La corona de Torre Iberdrola

Un helipuerto de 18 metros de diámetro rematará el edificio más alto de EuskadiLa primera pista privada para aeronaves de Vizcaya sólo se empleará «en casos de emergencia»

JOSU GARCÍA JOSUGARCIA@DIARIO-ELCORREO.ESBILBAO.
La corona de Torre Iberdrola

Tendrá algo más de 18 metros de diámetro y, en principio, se utilizará únicamente para vuelos sanitarios o de emergencia. El primer helipuerto ubicado en un edificio privado de Vizcaya comenzará a construirse en sólo unas semanas en lo alto de la Torre Iberdrola, a 165 metros de altura. El coloso, que abrirá sus puertas en 2011, alcanzará su techo en menos de un mes. Desde que alcanzó la cota cero, el que será el mayor rascacielos de Euskadi se ha levantado en el tiempo récord de 11 meses.

El área destinada al aterrizaje y despegue de helicópteros pondrá el broche a un inmueble cuya construcción absorberá 240 millones de euros. EL CORREO ha tenido acceso a los planos y a las características de una pista que ahora deberá ser autorizada por el Ministerio de Medio Ambiente. El organismo dependiente del Gobierno central deberá decidir si es conveniente someter el proyecto a una declaración de impacto ambiental o si, por el contrario, no es necesario al implantarse en un entorno urbano.

Ubicado en la azotea de un inmueble de 41 plantas, el futuro helipuerto de Torre Iberdrola será una de los pocos equipamientos de este tipo que existen en España. Apenas se encuentran rascacielos que rematen su estructura con una superficie especialmente pensada para aeronaves. Destacan las de la Torre Picasso y las Torres Kio, en Madrid. Y, en Barcelona, la del hotel Rey Juan Carlos I. En otros países, como Estados Unidos o Brasil, los helipuertos son mucho más comunes. Allí, las normas de aviación son menos restrictivas. Por ejemplo, en Sao Paolo, que cuenta con la segunda mayor flota mundial de este tipo de aparatos, un número apreciable de ejecutivos acuden a diario en este medio de locomoción a sus puestos de trabajo en el centro financiero de la ciudad para ahorrarse los atascos.
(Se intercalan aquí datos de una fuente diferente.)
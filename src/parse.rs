//! Recursive-descent parser.
//!
//! One method per grammar production, driven by single-token lookahead.
//! The only rewind point is the proto2 ambiguity between a `group`
//! declaration and a field whose type is named `group`; everything else
//! dispatches on one peeked token. Comment attachment happens here:
//! before a statement is parsed, pending comments are split into leading
//! comments (no blank line up to the statement) and free-floating
//! comment nodes, and after each terminator the lexer is probed for a
//! same-line inline comment.

use log::trace;

use crate::ast;
use crate::ast::{Comment, FieldLabel, Meta, Position};
use crate::error::ParseErrorKind;
use crate::lex::Lexer;
use crate::scan::Token;
use crate::ParseOptions;

#[cfg(test)]
mod tests;

const MAP_KEY_TYPES: [&str; 12] = [
    "int32", "int64", "uint32", "uint64", "sint32", "sint64", "fixed32", "fixed64", "sfixed32",
    "sfixed64", "bool", "string",
];

enum FieldOrGroup {
    Field(ast::Field),
    Group(ast::Group),
}

pub(crate) struct Parser<'a> {
    lexer: Lexer<'a>,
    filename: String,
    proto3: bool,
    permissive: bool,
    double_semicolons: bool,
    debug: bool,
}
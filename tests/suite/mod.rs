mod headless;
mod session;
//! Full interactive sessions driven through the key map.

use std::fs;
use std::time::{Duration, Instant};

use crossterm::event::KeyCode;
use horizon_engine::{AppSettings, RunState, Scenario, StatusLevel};
use tokio::time::sleep;

use crate::common::{RUN_TIMEOUT, new_app, press, select_short_binary, wait_for_run};

#[tokio::test]
async fn run_play_and_export() {
    let dir = tempfile::tempdir().unwrap();
    let mut app = new_app(&dir);
    select_short_binary(&mut app);
    assert_eq!(app.params().scenario, Scenario::BinaryPlanet);
    assert_eq!(app.params().time_span, 1.0);

    press(&mut app, &[KeyCode::Enter]);
    assert!(app.is_running());
    let run = wait_for_run(&mut app).await;
    assert_eq!(run.body_count(), 3);
    assert_eq!(run.params.seed, 42);

    let done = app.status().latest().unwrap();
    assert_eq!(done.level, StatusLevel::Success);
    assert!(done.message.starts_with("Run complete"), "{}", done.message);

    // Stepping pauses playback.
    press(&mut app, &[KeyCode::Char('.')]);
    assert!(!app.playback().is_playing());
    press(&mut app, &[KeyCode::Char('g'), KeyCode::Char('.'), KeyCode::Char('.')]);
    assert_eq!(app.current_frame(), 2);
    press(&mut app, &[KeyCode::Char(',')]);
    assert_eq!(app.current_frame(), 1);

    press(&mut app, &[KeyCode::Char('e')]);
    let exported: Vec<_> = fs::read_dir(dir.path().join("exports"))
        .unwrap()
        .map(|entry| entry.unwrap().path())
        .collect();
    assert_eq!(exported.len(), 1);
    let json: serde_json::Value =
        serde_json::from_str(&fs::read_to_string(&exported[0]).unwrap()).unwrap();
    assert_eq!(json["seed"], 42);
    assert_eq!(json["bodies"].as_array().unwrap().len(), 3);
}

#[tokio::test]
async fn params_lock_while_running_then_cancel() {
    let dir = tempfile::tempdir().unwrap();
    let mut app = new_app(&dir);
    // Largest vortex so the run is still going when we cancel.
    press(&mut app, &[KeyCode::Down]);
    for _ in 0..60 {
        press(&mut app, &[KeyCode::Right]);
    }
    press(&mut app, &[KeyCode::Down]);
    for _ in 0..60 {
        press(&mut app, &[KeyCode::Right]);
    }
    let params = *app.params();
    assert_eq!(params.body_count, 60);

    press(&mut app, &[KeyCode::Enter]);
    assert!(app.is_running());
    press(&mut app, &[KeyCode::Left]);
    assert_eq!(app.params().time_span, params.time_span);
    assert_eq!(
        app.status().latest().unwrap().level,
        StatusLevel::Warning,
        "locked parameters warn"
    );

    press(&mut app, &[KeyCode::Esc]);
    let started = Instant::now();
    while app.is_running() {
        assert!(started.elapsed() < RUN_TIMEOUT, "cancel timed out");
        sleep(Duration::from_millis(10)).await;
        app.tick();
    }
    assert!(matches!(app.run_state(), RunState::Idle));
    assert_eq!(app.status().latest().unwrap().message, "Simulation cancelled");
}

#[test]
fn save_defaults_then_reload() {
    let dir = tempfile::tempdir().unwrap();
    let mut app = new_app(&dir);
    select_short_binary(&mut app);
    press(&mut app, &[KeyCode::Char('p')]);

    let settings = AppSettings::load(Some(&dir.path().join("config.toml")));
    assert!(settings.notices.is_empty());
    assert_eq!(settings.params.scenario, Scenario::BinaryPlanet);
    assert_eq!(settings.params.time_span, 1.0);
    assert_eq!(settings.params.seed, 42);
}

#[test]
fn quit_from_anywhere() {
    let dir = tempfile::tempdir().unwrap();
    let mut app = new_app(&dir);
    assert!(!press(&mut app, &[KeyCode::Char('?')]));
    // The overlay swallows the first key.
    assert!(!press(&mut app, &[KeyCode::Char('j')]));
    assert!(press(&mut app, &[KeyCode::Char('q')]));
    assert!(app.should_quit());
}
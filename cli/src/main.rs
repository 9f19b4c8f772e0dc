//! EventHorizon CLI - binary entry point and terminal session management.
//!
//! Bridges [`horizon_engine`] (application state) and [`horizon_tui`]
//! (rendering). The terminal is owned by an RAII [`TerminalSession`] so raw
//! mode and the alternate screen are restored on every exit path.
//!
//! ```text
//! main() -> Cli::parse() -> simulate  -> headless::run()  -> stdout summary
//!                        \-> (none)   -> TerminalSession -> run_app() -> App + TUI
//! ```
//!
//! # Event Loop
//!
//! The interactive UI renders at a fixed ~30 FPS cadence:
//!
//! 1. Wait for frame tick
//! 2. Drain input queue (non-blocking via [`horizon_tui::InputPump`])
//! 3. Advance application state (`app.tick()`), which also polls the running simulation
//! 4. Render frame

mod cli;
mod headless;

use anyhow::Result;
use clap::Parser;
use crossterm::{
    execute,
    terminal::{EnterAlternateScreen, LeaveAlternateScreen, disable_raw_mode, enable_raw_mode},
};
use ratatui::prelude::*;
use std::{
    fs::{self, File, OpenOptions},
    io::{self, Stdout, Write, stdout},
    path::PathBuf,
    sync::Mutex,
    time::Duration,
};
use tokio::time::{MissedTickBehavior, interval};
use tracing_subscriber::{EnvFilter, fmt, prelude::*};

use horizon_engine::{App, AppSettings, HorizonConfig};
use horizon_tui::{InputPump, draw, handle_events};

use crate::cli::{Cli, Commands};

fn env_filter(default: &str) -> EnvFilter {
    EnvFilter::try_from_default_env()
        .or_else(|_| EnvFilter::try_new(default))
        .unwrap_or_else(|_| EnvFilter::new("warn"))
}

fn init_tracing() {
    let env_filter = env_filter("info");
    let (log_file, init_warnings) = open_log_file();

    if let Some((log_path, file)) = log_file {
        tracing_subscriber::registry()
            .with(fmt::layer().with_ansi(false).with_writer(Mutex::new(file)))
            .with(env_filter)
            .init();

        tracing::info!(path = %log_path.display(), "Logging initialized");
        for warning in init_warnings {
            tracing::warn!("{warning}");
        }
        return;
    }

    // No log file: stay silent rather than scribble over the TUI.
    tracing_subscriber::registry().with(env_filter).init();
}

/// Headless runs own the terminal, so logs go to stderr.
fn init_stderr_tracing() {
    tracing_subscriber::registry()
        .with(fmt::layer().with_writer(io::stderr))
        .with(env_filter("warn"))
        .init();
}

fn open_log_file() -> (Option<(PathBuf, File)>, Vec<String>) {
    let mut warnings = Vec::new();

    for candidate in log_file_candidates() {
        if let Some(parent) = candidate.parent()
            && let Err(e) = fs::create_dir_all(parent)
        {
            warnings.push(format!(
                "Failed to create log dir {}: {e}",
                parent.display()
            ));
            continue;
        }

        match OpenOptions::new()
            .create(true)
            .append(true)
            .open(&candidate)
        {
            Ok(file) => return (Some((candidate, file)), warnings),
            Err(e) => {
                warnings.push(format!(
                    "Failed to open log file {}: {e}",
                    candidate.display()
                ));
            }
        }
    }

    (None, warnings)
}

fn log_file_candidates() -> Vec<PathBuf> {
    let mut candidates = Vec::new();

    // Primary: ~/.eventhorizon/logs/eventhorizon.log
    if let Some(config_path) = HorizonConfig::path()
        && let Some(config_dir) = config_path.parent()
    {
        candidates.push(config_dir.join("logs").join("eventhorizon.log"));
    }

    candidates.push(
        PathBuf::from(".eventhorizon")
            .join("logs")
            .join("eventhorizon.log"),
    );
    candidates
}

struct TerminalSession {
    terminal: Terminal<CrosstermBackend<Stdout>>,
}

impl TerminalSession {
    fn new() -> Result<Self> {
        enable_raw_mode()?;

        let mut out = stdout();
        if let Err(err) = execute!(out, EnterAlternateScreen) {
            let _ = disable_raw_mode();
            return Err(err.into());
        }

        let terminal = match Terminal::new(CrosstermBackend::new(out)) {
            Ok(t) => t,
            Err(err) => {
                let _ = disable_raw_mode();
                let _ = execute!(stdout(), LeaveAlternateScreen);
                return Err(err.into());
            }
        };
        Ok(Self { terminal })
    }
}

impl Drop for TerminalSession {
    fn drop(&mut self) {
        let _ = disable_raw_mode();
        let _ = execute!(self.terminal.backend_mut(), LeaveAlternateScreen);
        let _ = Write::flush(self.terminal.backend_mut());
        let _ = self.terminal.show_cursor();
    }
}

fn interactive_settings(cli: &Cli) -> AppSettings {
    let mut settings = AppSettings::load(cli.config.as_deref());
    if let Some(seed) = cli.seed {
        settings.params.seed = seed;
    }
    settings.ui.ascii_only |= cli.ascii;
    settings.ui.high_contrast |= cli.high_contrast;
    settings.ui.reduced_motion |= cli.reduced_motion;
    settings
}

#[tokio::main]
async fn main() -> Result<()> {
    let cli = Cli::parse();

    if let Some(Commands::Simulate(args)) = &cli.command {
        init_stderr_tracing();
        let base = AppSettings::load(cli.config.as_deref());
        for notice in &base.notices {
            eprintln!("warning: {notice}");
        }
        return headless::run(&base, cli.seed, args);
    }

    init_tracing();
    let mut app = App::new(interactive_settings(&cli));

    let result = {
        let mut session = TerminalSession::new()?;
        run_app(&mut session.terminal, &mut app).await
    };

    if let Err(err) = &result {
        tracing::error!("Terminal loop failed: {err:?}");
    }
    result
}

const FRAME_DURATION: Duration = Duration::from_millis(33);

async fn run_app<B>(terminal: &mut Terminal<B>, app: &mut App) -> Result<()>
where
    B: Backend,
    B::Error: Send + Sync + 'static,
{
    let mut input = InputPump::new();
    let mut frames = interval(FRAME_DURATION);
    frames.set_missed_tick_behavior(MissedTickBehavior::Skip);

    let result: Result<()> = loop {
        frames.tick().await;

        match handle_events(app, &mut input) {
            Ok(true) => break Ok(()),
            Ok(false) => {}
            Err(e) => break Err(e),
        }

        app.tick();

        if let Err(e) = terminal.draw(|frame| draw(frame, app)) {
            break Err(e.into());
        }
    };

    input.shutdown().await;
    result
}

#[cfg(test)]
mod tests {
    use clap::Parser;

    use super::{interactive_settings, log_file_candidates};
    use crate::cli::Cli;

    #[test]
    fn cli_flags_override_config() {
        let dir = tempfile::tempdir().unwrap();
        let config = dir.path().join("config.toml");
        let path = config.to_str().unwrap();
        let cli = Cli::parse_from([
            "eventhorizon",
            "--config",
            path,
            "--seed",
            "99",
            "--ascii",
        ]);
        let settings = interactive_settings(&cli);
        assert_eq!(settings.params.seed, 99);
        assert!(settings.ui.ascii_only);
        assert!(!settings.ui.high_contrast);
        assert_eq!(settings.config_path.as_deref(), Some(config.as_path()));
    }

    #[test]
    fn log_falls_back_to_working_dir() {
        let candidates = log_file_candidates();
        let last = candidates.last().unwrap();
        assert!(last.ends_with("eventhorizon.log"));
        assert!(last.starts_with(".eventhorizon"));
    }
}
No será éste el caso de Torre Iberdola, al menos por ahora. «Únicamente funcionará en caso de operaciones de salvamento o emergencia», se asegura en el proyecto redactado por la ingeniería Idom, que ya ha sido presentado al Ministerio de Medio Ambiente. El actual reglamento de Navegación Aérea prohíbe que helicópteros de un solo motor sobrevuelen núcleos urbanos de más de 50.000 habitantes, con la única excepción de los aparatos sanitarios. La estructura diseñada para el techo de Euskadi está especialmente diseñada para el aterrizaje del Eurocopter 135, un tipo de aeronave bimotor que emplea el Gobierno vasco.

En realidad, los vuelos privados sobre ciudades están muy limitados. Rara vez se autorizan. Sólo se permiten en casos excepcionales, normalmente si a bordo viajan altos cargos públicos, como el presidente del Gobierno o algún ministro. Por ejemplo, hace cinco años, José Bono sobrevoló Madrid y aterrizó sobre el césped del Bernabéu. En el hotel barcelonés Rey Don Juan Carlos, la pista se usa «muy pocas veces al año», según apunta uno de sus empleados. «Cuando viene alguna personalidad y, a veces, con motivo del gran premio de fórmula 1», añade.

El helipuerto de Torre Iberdrola cumple todas las normas internacionales de aviación. Además de representar una vía de evacuación, su construcción permitirá estar preparados para acoger vuelos privados en caso de que la rígida legislación se flexibilice.

Ubicación óptima

La zona de despegue descansará sobre una gruesa placa de hormigón, de 150 a 200 milímetros. Será capaz de soportar una carga de 4.500 kilogramos. Los ingenieros que han redactado el proyecto consideran que la ubicación de la infraestructura es óptima para la orientación de los pilotos. El edificio está ubicado «muy cerca de la ría y del museo Guggenheim, lo que, sin duda, les ayudará a guiarse con facilidad» en caso de un vuelo nocturno.

El documento presentado ante Medio Ambiente asegura que la instalación apenas tendrá un impacto negativo en el entorno. El estudio considera que los gases contaminantes de los helicópteros suponen una parte muy pequeña de las emisiones globales provocadas por el tráfico en una ciudad como Bilbao. Respecto al ruido, se asegura que el número de operaciones será muy escaso y que la «zona ya se encuentra afectada por el área de influencia del aeropuerto». La estructura contará con un separador de hidrocarburos para recoger el combustible que se pudiera derramar.